# Exercise details:
Using the records below, copy every line that holds the string "embeddings".

# Collected data entries:
========================================================================

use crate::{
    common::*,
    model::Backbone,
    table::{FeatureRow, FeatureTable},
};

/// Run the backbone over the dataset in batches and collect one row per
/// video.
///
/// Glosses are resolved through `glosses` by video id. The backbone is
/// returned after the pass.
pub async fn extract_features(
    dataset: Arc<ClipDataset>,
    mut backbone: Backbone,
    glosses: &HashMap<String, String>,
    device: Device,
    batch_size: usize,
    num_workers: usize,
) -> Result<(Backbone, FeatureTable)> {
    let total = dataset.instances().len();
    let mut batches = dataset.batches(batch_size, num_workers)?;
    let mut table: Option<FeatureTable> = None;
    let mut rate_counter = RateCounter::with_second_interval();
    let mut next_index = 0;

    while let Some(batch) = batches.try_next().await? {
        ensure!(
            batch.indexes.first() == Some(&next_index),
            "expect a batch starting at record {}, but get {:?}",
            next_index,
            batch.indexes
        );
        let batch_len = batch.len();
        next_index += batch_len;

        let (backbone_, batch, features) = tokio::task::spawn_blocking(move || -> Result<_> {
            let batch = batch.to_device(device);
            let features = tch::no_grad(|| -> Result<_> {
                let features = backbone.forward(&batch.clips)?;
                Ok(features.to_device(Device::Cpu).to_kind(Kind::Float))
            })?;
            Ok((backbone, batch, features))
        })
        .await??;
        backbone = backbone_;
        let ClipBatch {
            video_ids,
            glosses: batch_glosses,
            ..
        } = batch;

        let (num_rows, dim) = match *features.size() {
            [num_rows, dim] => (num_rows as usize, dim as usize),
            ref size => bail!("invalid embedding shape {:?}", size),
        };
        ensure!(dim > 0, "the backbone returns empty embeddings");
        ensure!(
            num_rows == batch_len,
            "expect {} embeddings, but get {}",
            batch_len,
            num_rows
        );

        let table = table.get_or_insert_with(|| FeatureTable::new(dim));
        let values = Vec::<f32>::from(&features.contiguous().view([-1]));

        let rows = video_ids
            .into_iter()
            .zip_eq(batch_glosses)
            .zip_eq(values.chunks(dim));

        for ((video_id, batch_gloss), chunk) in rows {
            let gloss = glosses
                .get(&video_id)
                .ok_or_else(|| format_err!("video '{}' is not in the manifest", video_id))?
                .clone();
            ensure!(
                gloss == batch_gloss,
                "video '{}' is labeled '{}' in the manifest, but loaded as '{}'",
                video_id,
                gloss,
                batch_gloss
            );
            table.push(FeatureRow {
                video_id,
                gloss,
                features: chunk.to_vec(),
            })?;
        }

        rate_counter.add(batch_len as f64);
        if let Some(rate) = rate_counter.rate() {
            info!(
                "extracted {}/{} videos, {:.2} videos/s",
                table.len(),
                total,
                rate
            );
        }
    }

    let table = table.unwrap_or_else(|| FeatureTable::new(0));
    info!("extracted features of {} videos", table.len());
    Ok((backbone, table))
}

========================================================================

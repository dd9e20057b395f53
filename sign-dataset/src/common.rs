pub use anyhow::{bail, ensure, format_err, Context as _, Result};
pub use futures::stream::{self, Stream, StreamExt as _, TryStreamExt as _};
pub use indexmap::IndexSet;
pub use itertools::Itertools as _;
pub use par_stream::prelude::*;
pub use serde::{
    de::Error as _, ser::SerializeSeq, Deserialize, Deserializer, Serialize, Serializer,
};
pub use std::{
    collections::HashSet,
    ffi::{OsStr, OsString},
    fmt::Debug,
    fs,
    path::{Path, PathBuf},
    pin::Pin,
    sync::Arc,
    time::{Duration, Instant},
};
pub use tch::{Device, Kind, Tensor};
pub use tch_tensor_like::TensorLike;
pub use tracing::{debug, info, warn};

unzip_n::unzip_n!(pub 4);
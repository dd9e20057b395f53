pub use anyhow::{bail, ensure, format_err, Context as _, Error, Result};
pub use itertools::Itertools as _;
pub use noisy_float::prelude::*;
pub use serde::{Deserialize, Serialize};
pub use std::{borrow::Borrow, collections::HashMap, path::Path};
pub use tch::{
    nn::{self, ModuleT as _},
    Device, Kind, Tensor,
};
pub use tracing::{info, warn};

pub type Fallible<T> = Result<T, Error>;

========================================================================

# Solution for this task:
        ensure!(dim > 0, "the backbone returns empty embeddings");
            "expect {} embeddings, but get {}",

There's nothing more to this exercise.